*WHAT IS EXPECTED*. Gather each line of the records where "Error" appears.

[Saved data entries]

-*-*-

//! Boundary slices for visualisation.
//!
//! A slice is a triangulated surface whose nodes remember the convex and
//! barycentric position they come from, so any mesh fem field on the mesh can
//! be interpolated onto it.

use crate::element::face_to_barycentric;
use crate::error::{Error, Result};
use crate::fem::MeshFem;
use crate::mesh::Mesh;
use crate::types::Point3;
use tracing::debug;

/// A point of a slice.
#[derive(Debug, Clone, Copy)]
pub struct SliceNode {
    pub convex: usize,
    /// Barycentric coordinates in `convex`.
    pub barycentric: [f64; 4],
    pub point: Point3,
}

/// Triangulated boundary of a mesh.
#[derive(Debug, Clone)]
pub struct Slice {
    nodes: Vec<SliceNode>,
    triangles: Vec<[usize; 3]>,
}

impl Slice {
    /// Boundary faces of `mesh`, each split into `refinement²` triangles.
    pub fn boundary(mesh: &Mesh, refinement: usize) -> Result<Self> {
        if refinement == 0 {
            return Err(Error::InvalidParameter("slice refinement must be at least 1".into()));
        }
        let n = refinement;
        let faces = mesh.boundary_faces();
        let per_face = (n + 1) * (n + 2) / 2;
        let mut nodes = Vec::with_capacity(faces.len() * per_face);
        let mut triangles = Vec::with_capacity(faces.len() * n * n);

        for face in faces {
            let geometry = mesh.convex_geometry(face.convex)?;
            let base = nodes.len();
            // node (i, j) of the face lattice, row by row
            let index = |i: usize, j: usize| base + j * (n + 1) - j * (j.saturating_sub(1)) / 2 + i;
            for j in 0..=n {
                for i in 0..=(n - j) {
                    let t = [
                        1.0 - (i + j) as f64 / n as f64,
                        i as f64 / n as f64,
                        j as f64 / n as f64,
                        0.0,
                    ];
                    let l = face_to_barycentric(face.face, &t);
                    nodes.push(SliceNode {
                        convex: face.convex,
                        barycentric: l,
                        point: geometry.map(&l),
                    });
                }
            }
            for j in 0..n {
                for i in 0..(n - j) {
                    triangles.push([index(i, j), index(i + 1, j), index(i, j + 1)]);
                    if i + j + 1 < n {
                        triangles.push([index(i + 1, j), index(i + 1, j + 1), index(i, j + 1)]);
                    }
                }
            }
        }

        debug!(
            nodes = nodes.len(),
            triangles = triangles.len(),
            refinement,
            "built boundary slice"
        );
        Ok(Self { nodes, triangles })
    }

    pub fn nodes(&self) -> &[SliceNode] {
        &self.nodes
    }

    pub fn triangles(&self) -> &[[usize; 3]] {
        &self.triangles
    }

    /// Values of `field` (a field of `mf`) at the slice nodes, `qdim` per node.
    pub fn interpolate(&self, mf: &MeshFem, field: &[f64]) -> Result<Vec<f64>> {
        if field.len() != mf.nbdof() {
            return Err(Error::Export(format!(
                "field has {} values, {} expects {}",
                field.len(),
                mf.name(),
                mf.nbdof()
            )));
        }
        if self.nodes.iter().any(|node| node.convex >= mf.mesh().nbcvs()) {
            return Err(Error::Export("slice does not belong to the fem's mesh".into()));
        }
        let mut values = Vec::with_capacity(self.nodes.len() * mf.qdim());
        for node in &self.nodes {
            values.extend(mf.eval_at(node.convex, &node.barycentric, field));
        }
        Ok(values)
    }
}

-*-*-

*EXERCISE RESULT*.
use crate::error::{Error, Result};
            return Err(Error::InvalidParameter("slice refinement must be at least 1".into()));
            return Err(Error::Export(format!(
            return Err(Error::Export("slice does not belong to the fem's mesh".into()));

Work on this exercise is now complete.